### [Data extract]
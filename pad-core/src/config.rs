//! The input source registry: configured sources and construction-time
//! validation.

use crate::axis::AxisConfig;
use crate::input::ANALOG_CHANNELS;
use crate::types::{AxisId, Buttons};

/// Highest user GPIO number on the target (RP2040 bank 0).
pub const MAX_GPIO_PIN: u8 = 29;

/// One configured input source.
///
/// Each source owns a disjoint part of the report, so registry order does
/// not affect the result; it only has to be stable for deterministic
/// assembly.
#[derive(Clone, Copy, Debug, PartialEq, Eq)]
#[cfg_attr(feature = "defmt", derive(defmt::Format))]
pub enum InputSource {
    /// One physical pin setting one action bit.
    Digital { action: Buttons, pin: u8 },
    /// Four physical pins in fixed order: up, right, down, left.
    Dpad { pins: [u8; 4] },
    /// One analog channel feeding one axis slot.
    Axis { axis: AxisId, config: AxisConfig },
}

/// Error type for registry validation.
///
/// A malformed configuration is a startup-time contract violation; none of
/// these can occur mid-tick.
#[derive(Debug, Clone, Copy, PartialEq, Eq)]
#[cfg_attr(feature = "defmt", derive(defmt::Format))]
pub enum ConfigError {
    /// No directional pad configured (exactly one is required).
    NoDpad,
    /// More than one directional pad configured.
    MultipleDpads,
    /// GPIO pin number outside 0..=[`MAX_GPIO_PIN`].
    PinOutOfRange(u8),
    /// Analog channel outside the converter's 0..=3 range.
    ChannelOutOfRange(u8),
    /// Two axis sources read the same analog channel.
    DuplicateChannel(u8),
    /// Two sources write the same axis slot.
    DuplicateAxis(AxisId),
}

/// A validated, ordered, read-only input source registry.
///
/// Constructed once at startup from a fixed source table; there is no
/// runtime editing. Construction enforces the registry invariants:
/// exactly one [`InputSource::Dpad`], every pin within the GPIO range, and
/// analog channels unique and within the converter's range.
#[derive(Clone, Copy, Debug, PartialEq, Eq)]
pub struct InputConfig<'a> {
    sources: &'a [InputSource],
}

impl<'a> InputConfig<'a> {
    /// Validate a source table and wrap it as a registry.
    pub fn new(sources: &'a [InputSource]) -> Result<Self, ConfigError> {
        let mut dpads = 0usize;
        let mut channels_seen = 0u8;
        let mut axes_seen = 0u8;

        for source in sources {
            match *source {
                InputSource::Digital { pin, .. } => check_pin(pin)?,
                InputSource::Dpad { pins } => {
                    dpads += 1;
                    for pin in pins {
                        check_pin(pin)?;
                    }
                }
                InputSource::Axis { axis, config } => {
                    if config.channel as usize >= ANALOG_CHANNELS {
                        return Err(ConfigError::ChannelOutOfRange(config.channel));
                    }
                    let channel_bit = 1u8 << config.channel;
                    if channels_seen & channel_bit != 0 {
                        return Err(ConfigError::DuplicateChannel(config.channel));
                    }
                    channels_seen |= channel_bit;

                    let axis_bit = 1u8 << axis as u8;
                    if axes_seen & axis_bit != 0 {
                        return Err(ConfigError::DuplicateAxis(axis));
                    }
                    axes_seen |= axis_bit;
                }
            }
        }

        match dpads {
            0 => Err(ConfigError::NoDpad),
            1 => Ok(Self { sources }),
            _ => Err(ConfigError::MultipleDpads),
        }
    }

    /// Iterate the sources in insertion order.
    pub fn sources(&self) -> impl Iterator<Item = &'a InputSource> {
        self.sources.iter()
    }

    /// Number of configured sources.
    #[must_use]
    pub const fn len(&self) -> usize {
        self.sources.len()
    }

    #[must_use]
    pub const fn is_empty(&self) -> bool {
        self.sources.is_empty()
    }
}

fn check_pin(pin: u8) -> Result<(), ConfigError> {
    if pin > MAX_GPIO_PIN {
        Err(ConfigError::PinOutOfRange(pin))
    } else {
        Ok(())
    }
}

### [What is required]
Would you copy each line of the records that contains "pins"?

### [Result of the task]
    /// Four physical pins in fixed order: up, right, down, left.
    Dpad { pins: [u8; 4] },
                InputSource::Dpad { pins } => {
                    for pin in pins {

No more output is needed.